Design, Synthesis, Antifungal Evaluation, and Action Mechanism of Novel l-Carvone-Based Derivatives as Potential Succinate Dehydrogenase Inhibitors

Natural products serve as a crucial source of compounds for developing novel agricultural antifungals. In this work, we utilized the natural product l-carvone as a molecular scaffold to design and synthesize three series of novel l-carvone-based derivatives. The in vitro bioassay results indicated that most target compounds exhibited remarkable antifungal activity. Notably, compound C3 demonstrated broad-spectrum antifungal activity against Rhizoctonia solani, Botrytis cinerea, Sclerotinia sclerotiorum, Gibberella zeae, and Valsa mali, with EC50 values of 0.274, 0.985, 4.17, 5.71, and 2.29 μg/mL, respectively.
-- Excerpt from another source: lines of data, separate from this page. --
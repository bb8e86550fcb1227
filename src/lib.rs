// Production-quality lints
#![warn(
    clippy::todo,
    clippy::unimplemented,
    clippy::dbg_macro,
    clippy::print_stdout,
    clippy::print_stderr
)]
// Deny truly dangerous patterns
#![deny(clippy::mem_forget)]
// Allow common patterns in library code
#![allow(clippy::missing_errors_doc, clippy::missing_panics_doc)]

//! # classforge
//!
//! Source model and version-aware code generation for Java-shaped languages.
//!
//! ## Core Concept
//!
//! An [`Environment`] is a session over a fixed set of roots. Source roots
//! hold `.java` text (parsed lazily with tree-sitter), binary roots hold
//! pre-compiled declarations as JSON. From one Environment you can:
//!
//! - **Resolve** types by qualified name, identity cached per Environment
//! - **Walk** supertypes, find and override methods with generic substitution
//! - **Read** annotations through typed accessors with declared defaults
//! - **Select** version-specific API variants for the detected framework version
//! - **Generate** compilation units with collision-free imports
//!
//! ## Quick Start
//!
//! ```rust,ignore
//! use classforge::{Environment, SourceRoot, CompilationUnitGenerator, TypeGenerator};
//!
//! let env = Environment::builder()
//!     .source_root(SourceRoot::from_dir("src/main/java")?)
//!     .build()?;
//!
//! let service = env.resolve("app.Service").expect("declared");
//! for ancestor in env.ancestors(&service) {
//!     println!("{}", ancestor.qualified_name);
//! }
//!
//! let unit = CompilationUnitGenerator::new("app.generated")
//!     .type_decl(TypeGenerator::class("ServiceStub"));
//! let generated = unit.generate(Some(&env), env.config())?;
//! println!("{}:\n{}", generated.path(), generated.source);
//! ```
//!
//! ## Architecture
//!
//! ```text
//! ┌─────────────────────────────────────────────────────────────┐
//! │                                                             │
//! │  ROOTS (source text / binary JSON)                          │
//! │       │                                                     │
//! │       └──► DeclarationStore ──► RawType (unlinked)          │
//! │                   │                                         │
//! │  ENVIRONMENT      ▼                                         │
//! │       ├──► resolve(name) ──► Arc<Type> (linked, cached)     │
//! │       ├──► annotation::<A>() ──► typed accessor             │
//! │       └──► api::<dyn S>() ──► Arc<dyn S> (version variant)  │
//! │                                                             │
//! │  GENERATORS                                                 │
//! │       └──► render(env, ImportValidator) ──► source text     │
//! │                                                             │
//! └─────────────────────────────────────────────────────────────┘
//! ```

// Core modules
pub mod config;
pub mod decl;
pub mod error;
pub mod util;

// Declarations and model
pub mod model;
pub mod parse;
pub mod store;

// Versioned APIs and annotations
pub mod api;
pub mod managed;

// Code generation
pub mod builder;

// Re-exports
pub use api::{
    ApiRegistry, ApiRequirement, ApiVersion, ApiVersionProvider, ConstantFieldVersionProvider,
    FixedVersionProvider, FnVersionProvider,
};
pub use builder::{
    AnnotationGenerator, CommentGenerator, CompilationUnitGenerator, ExpressionGenerator,
    FieldGenerator, GeneratedUnit, ImportValidator, MemberName, MethodGenerator,
    ParameterGenerator, RenderContext, RenderSession, RenderState, SourceGenerator,
    TypeGenerator, TypeName,
};
pub use config::EnvironmentConfig;
pub use decl::{Flags, MetaValue, RawType, TypeKind, TypeSyntax};
pub use error::{Error, Result};
pub use managed::{
    AnnotationView, ClassName, Deprecated, EnumConstant, FromMetaValue, ManagedAnnotation,
    Retention, RetentionPolicy, SuppressWarnings, Target,
};
pub use model::{
    Annotation, CompilationUnit, Environment, EnvironmentBuilder, Field, Method, Parameter,
    ResolvedMethod, Type, TypeBindings, TypeParameter, TypeRef,
};
pub use parse::{parse_signature, FrontEnd, JavaFrontEnd, ParseOptions};
pub use store::{BinaryRoot, DeclarationSource, DeclarationStore, RootKind, SourceRoot};

/// Library version
pub const VERSION: &str = env!("CARGO_PKG_VERSION");
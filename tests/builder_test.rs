//! Compilation unit generation against Environments

use classforge::{
    ApiRegistry, ApiVersion, CommentGenerator, CompilationUnitGenerator, Environment,
    EnvironmentConfig, Error, ExpressionGenerator, FieldGenerator, FixedVersionProvider, Flags,
    MemberName, MethodGenerator, ParameterGenerator, SourceRoot, TypeGenerator, TypeName,
};
use pretty_assertions::assert_eq;
use std::sync::Arc;

/// Logger type and factory method differ between framework generations
trait Logging: Send + Sync {
    fn logger_type(&self) -> String;
    fn factory(&self) -> String;
}

struct LegacyLogging;

impl Logging for LegacyLogging {
    fn logger_type(&self) -> String {
        "org.legacy.Log".to_string()
    }

    fn factory(&self) -> String {
        "create".to_string()
    }
}

struct ModernLogging;

impl Logging for ModernLogging {
    fn logger_type(&self) -> String {
        "org.modern.Logger".to_string()
    }

    fn factory(&self) -> String {
        "forClass".to_string()
    }
}

fn env_at(major: u32) -> Environment {
    let legacy: Arc<dyn Logging> = Arc::new(LegacyLogging);
    let modern: Arc<dyn Logging> = Arc::new(ModernLogging);
    let registry = ApiRegistry::new()
        .with_variant(Some(ApiVersion::new(&[1])), legacy)
        .unwrap()
        .with_variant(None, modern)
        .unwrap()
        .with_provider(Box::new(FixedVersionProvider::new(ApiVersion::new(&[major]))));
    Environment::builder()
        .source_root(SourceRoot::new("src").with_file(
            "shop/Priced.java",
            "package shop; public interface Priced { public long total(); void reset() throws java.io.IOException; }",
        ))
        .api_registry(Arc::new(registry))
        .build()
        .unwrap()
}

fn logged_service() -> CompilationUnitGenerator {
    let logger = TypeName::api::<dyn Logging, _>(|api| api.logger_type());
    let factory = MemberName::api::<dyn Logging, _>(|api| api.factory());
    let init = ExpressionGenerator::static_call(
        logger.clone(),
        factory,
        vec![ExpressionGenerator::class_literal(TypeName::named("app.Service"))],
    );
    CompilationUnitGenerator::new("app").type_decl(
        TypeGenerator::class("Service").flags(Flags::PUBLIC).field(
            FieldGenerator::new(logger, "LOG")
                .flags(Flags::PRIVATE | Flags::STATIC | Flags::FINAL)
                .initializer(init),
        ),
    )
}

#[test]
fn test_same_generator_renders_per_environment() {
    let unit = logged_service();
    let legacy = env_at(1);
    let modern = env_at(2);

    let old = unit.generate(Some(&legacy), legacy.config()).unwrap();
    assert_eq!(
        old.source,
        "package app;\n\nimport org.legacy.Log;\n\npublic class Service {\n    private static final Log LOG = Log.create(Service.class);\n}\n"
    );

    let new = unit.generate(Some(&modern), modern.config()).unwrap();
    assert_eq!(
        new.source,
        "package app;\n\nimport org.modern.Logger;\n\npublic class Service {\n    private static final Logger LOG = Logger.forClass(Service.class);\n}\n"
    );
    assert_eq!(old.type_name, new.type_name);
}

#[test]
fn test_api_reference_without_environment_fails() {
    let err = logged_service()
        .generate(None, &EnvironmentConfig::default())
        .unwrap_err();
    assert!(matches!(err, Error::ContextRequired(_)));
}

#[test]
fn test_declared_name_wins_over_import() {
    let unit = CompilationUnitGenerator::new("app.util").type_decl(
        TypeGenerator::class("List")
            .flags(Flags::PUBLIC)
            .field(FieldGenerator::new(
                TypeName::parse("java.util.List<java.lang.String>").unwrap(),
                "delegate",
            ))
            .method(MethodGenerator::getter(
                TypeName::parse("java.util.List<java.lang.String>").unwrap(),
                "delegate",
            )),
    );
    let generated = unit.generate(None, &EnvironmentConfig::default()).unwrap();
    assert_eq!(
        generated.source,
        "package app.util;\n\npublic class List {\n    java.util.List<String> delegate;\n\n    public java.util.List<String> getDelegate() {\n        return this.delegate;\n    }\n}\n"
    );
}

#[test]
fn test_implementation_of_resolved_interface() {
    let env = env_at(2);
    let priced = env.resolve("shop.Priced").unwrap();
    let mut generator = TypeGenerator::class("FixedPrice")
        .flags(Flags::PUBLIC | Flags::FINAL)
        .interface_type(TypeName::from(&priced.self_ref()));
    let total = priced.method("total").unwrap();
    generator = generator.method(MethodGenerator::from_method(total));

    let unit = CompilationUnitGenerator::new("shop.impl")
        .header(CommentGenerator::block("Generated"))
        .type_decl(generator);
    let generated = unit.generate(Some(&env), env.config()).unwrap();
    assert_eq!(generated.path(), "shop/impl/FixedPrice.java");
    assert_eq!(
        generated.source,
        "/*\n * Generated\n */\npackage shop.impl;\n\nimport shop.Priced;\n\npublic final class FixedPrice implements Priced {\n    @Override\n    public long total() {\n        return 0L;\n    }\n}\n"
    );

    let reset = priced.method("reset").unwrap();
    let skeleton = CompilationUnitGenerator::new("shop")
        .type_decl(TypeGenerator::class("Resettable").method(MethodGenerator::from_method(reset)));
    let source = skeleton.generate(Some(&env), env.config()).unwrap().source;
    assert!(source.contains("void reset() throws IOException {}"));
    assert!(source.contains("import java.io.IOException;"));
}

#[test]
fn test_line_delimiter_applies_to_whole_unit() {
    let config = EnvironmentConfig::default().with_line_delimiter("\r\n");
    let unit = CompilationUnitGenerator::new("app").type_decl(
        TypeGenerator::interface("Clock").method(
            MethodGenerator::new(TypeName::named("java.time.Instant"), "now")
                .parameter(ParameterGenerator::new(TypeName::named("java.time.ZoneId"), "zone")),
        ),
    );
    let source = unit.generate(None, &config).unwrap().source;
    assert_eq!(
        source,
        "package app;\r\n\r\nimport java.time.Instant;\r\nimport java.time.ZoneId;\r\n\r\ninterface Clock {\r\n    Instant now(ZoneId zone);\r\n}\r\n"
    );
}

#[test]
fn test_unit_with_several_types() {
    let unit = CompilationUnitGenerator::new("app")
        .type_decl(TypeGenerator::enumeration("Mode").constant("ON").constant("OFF"))
        .type_decl(
            TypeGenerator::annotation_type("Tag")
                .flags(Flags::PUBLIC)
                .method(
                    MethodGenerator::new(TypeName::named("java.lang.String"), "value")
                        .default_value(ExpressionGenerator::string_literal("")),
                ),
        );
    let generated = unit.generate(None, &EnvironmentConfig::default()).unwrap();
    assert_eq!(generated.type_name, "Tag");
    assert_eq!(
        generated.source,
        "package app;\n\nenum Mode {\n    ON,\n    OFF\n}\n\npublic @interface Tag {\n    String value() default \"\";\n}\n"
    );
}
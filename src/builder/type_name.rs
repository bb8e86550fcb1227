//! Type and member names used by generators

use super::RenderContext;
use crate::decl::TypeSyntax;
use crate::error::Result;
use crate::model::{Environment, TypeRef};
use crate::parse::parse_signature;
use std::fmt;
use std::sync::Arc;

type ApiTypeFn = dyn Fn(&Environment) -> Result<TypeSyntax> + Send + Sync;
type ApiMemberFn = dyn Fn(&Environment) -> Result<String> + Send + Sync;

/// A type reference to emit
#[derive(Clone)]
pub enum TypeName {
    /// Fixed reference with qualified names
    Syntax(TypeSyntax),
    /// Reference whose spelling depends on the framework version
    Api(Arc<ApiTypeFn>),
}

impl TypeName {
    /// Parse signature text, e.g. `java.util.Map<java.lang.String, a.B[]>`
    pub fn parse(signature: &str) -> Result<Self> {
        Ok(TypeName::Syntax(parse_signature(signature)?))
    }

    pub fn named(qualified_name: impl Into<String>) -> Self {
        TypeName::Syntax(TypeSyntax::named(qualified_name))
    }

    pub fn primitive(name: impl Into<String>) -> Self {
        TypeName::Syntax(TypeSyntax::Primitive { name: name.into() })
    }

    pub fn void() -> Self {
        TypeName::Syntax(TypeSyntax::Void)
    }

    /// Type name obtained from capability `S` for the rendering
    /// Environment's framework version. The returned text is parsed as a
    /// signature.
    pub fn api<S, F>(select: F) -> Self
    where
        S: ?Sized + Send + Sync + 'static,
        F: Fn(&S) -> String + Send + Sync + 'static,
    {
        TypeName::Api(Arc::new(move |env: &Environment| {
            let api = env.api::<S>()?;
            parse_signature(&select(&api))
        }))
    }

    /// Syntax for the given Environment
    pub fn syntax(&self, env: Option<&Environment>) -> Result<TypeSyntax> {
        match self {
            TypeName::Syntax(syntax) => Ok(syntax.clone()),
            TypeName::Api(select) => {
                let env = RenderContext::require(env, "API-aware type name")?;
                select(env)
            }
        }
    }

    pub fn is_void(&self) -> bool {
        matches!(self, TypeName::Syntax(TypeSyntax::Void))
    }
}

impl From<TypeSyntax> for TypeName {
    fn from(syntax: TypeSyntax) -> Self {
        TypeName::Syntax(syntax)
    }
}

impl From<&TypeRef> for TypeName {
    fn from(reference: &TypeRef) -> Self {
        TypeName::Syntax(reference.to_syntax())
    }
}

impl fmt::Debug for TypeName {
    fn fmt(&self, f: &mut fmt::Formatter<'_>) -> fmt::Result {
        match self {
            TypeName::Syntax(syntax) => write!(f, "TypeName({})", syntax),
            TypeName::Api(_) => write!(f, "TypeName(<api>)"),
        }
    }
}

/// A member (method or field) name to emit
#[derive(Clone)]
pub enum MemberName {
    Literal(String),
    Api(Arc<ApiMemberFn>),
}

impl MemberName {
    pub fn api<S, F>(select: F) -> Self
    where
        S: ?Sized + Send + Sync + 'static,
        F: Fn(&S) -> String + Send + Sync + 'static,
    {
        MemberName::Api(Arc::new(move |env: &Environment| {
            let api = env.api::<S>()?;
            Ok(select(&api))
        }))
    }

    pub fn text(&self, env: Option<&Environment>) -> Result<String> {
        match self {
            MemberName::Literal(name) => Ok(name.clone()),
            MemberName::Api(select) => {
                let env = RenderContext::require(env, "API-aware member name")?;
                select(env)
            }
        }
    }
}

impl From<&str> for MemberName {
    fn from(name: &str) -> Self {
        MemberName::Literal(name.to_string())
    }
}

impl From<String> for MemberName {
    fn from(name: String) -> Self {
        MemberName::Literal(name)
    }
}

impl fmt::Debug for MemberName {
    fn fmt(&self, f: &mut fmt::Formatter<'_>) -> fmt::Result {
        match self {
            MemberName::Literal(name) => write!(f, "MemberName({})", name),
            MemberName::Api(_) => write!(f, "MemberName(<api>)"),
        }
    }
}
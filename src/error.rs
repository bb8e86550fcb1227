//! Error types for classforge
//!
//! Lookups never fail: a missing declaration is `None`, an unlinkable
//! signature component is a placeholder `TypeRef`. The variants below are the
//! contract violations that surface to the immediate caller.

use thiserror::Error;

/// Result type alias
pub type Result<T> = std::result::Result<T, Error>;

/// classforge errors
#[derive(Error, Debug)]
pub enum Error {
    /// Registry-time contract violation (e.g. duplicate version marker)
    #[error("Configuration error: {0}")]
    Configuration(String),

    /// An API-aware generator was rendered without an Environment
    #[error("An environment is required to render {0}")]
    ContextRequired(String),

    #[error("Metadata type mismatch on element '{element}': expected {expected}, found {found}")]
    MetadataTypeMismatch {
        element: String,
        expected: &'static str,
        found: &'static str,
    },

    #[error("No variant of API '{spec}' applies to version {version}")]
    UnresolvableApi { spec: String, version: String },

    #[error("Invalid version: {0}")]
    InvalidVersion(String),

    #[error("Code parse error: {0}")]
    CodeParse(String),

    #[error("Signature parse error: {0}")]
    Signature(String),

    #[error("Render error: {0}")]
    Render(String),

    #[error("IO error: {0}")]
    Io(#[from] std::io::Error),

    #[error("YAML error: {0}")]
    Yaml(#[from] serde_norway::Error),

    #[error("JSON error: {0}")]
    Json(#[from] serde_json::Error),

    #[error("{0}")]
    Other(String),
}

impl From<&str> for Error {
    fn from(s: &str) -> Self {
        Error::Other(s.to_string())
    }
}

impl From<String> for Error {
    fn from(s: String) -> Self {
        Error::Other(s)
    }
}

impl From<std::fmt::Error> for Error {
    fn from(e: std::fmt::Error) -> Self {
        Error::Render(e.to_string())
    }
}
The in vivo preventative efficacies of compounds C3 and C11 against R. solani and of compound C13 against B. cinerea revealed that they had potential as novel agricultural antifungals. In the antifungal mechanism study, the cell membrane permeability experiment showed that compound C3 significantly increased the permeability of the cell membrane, and microscopic observations revealed that compound C3 could significantly destroy the structural integrity of cells and reduce the number of mitochondria, thus affecting the normal growth of mycelia. Furthermore, the mitochondrial membrane potential detection, succinate dehydrogenase (SDH) enzyme assay, molecular dynamics (MD) simulations, and docking experiments further demonstrated that the mechanism of action and binding mode of compound C3 with the SDH may be similar to those of thifluzamide. The abovementioned results provided a valuable reference for the discovery of novel SDH inhibitor fungicides.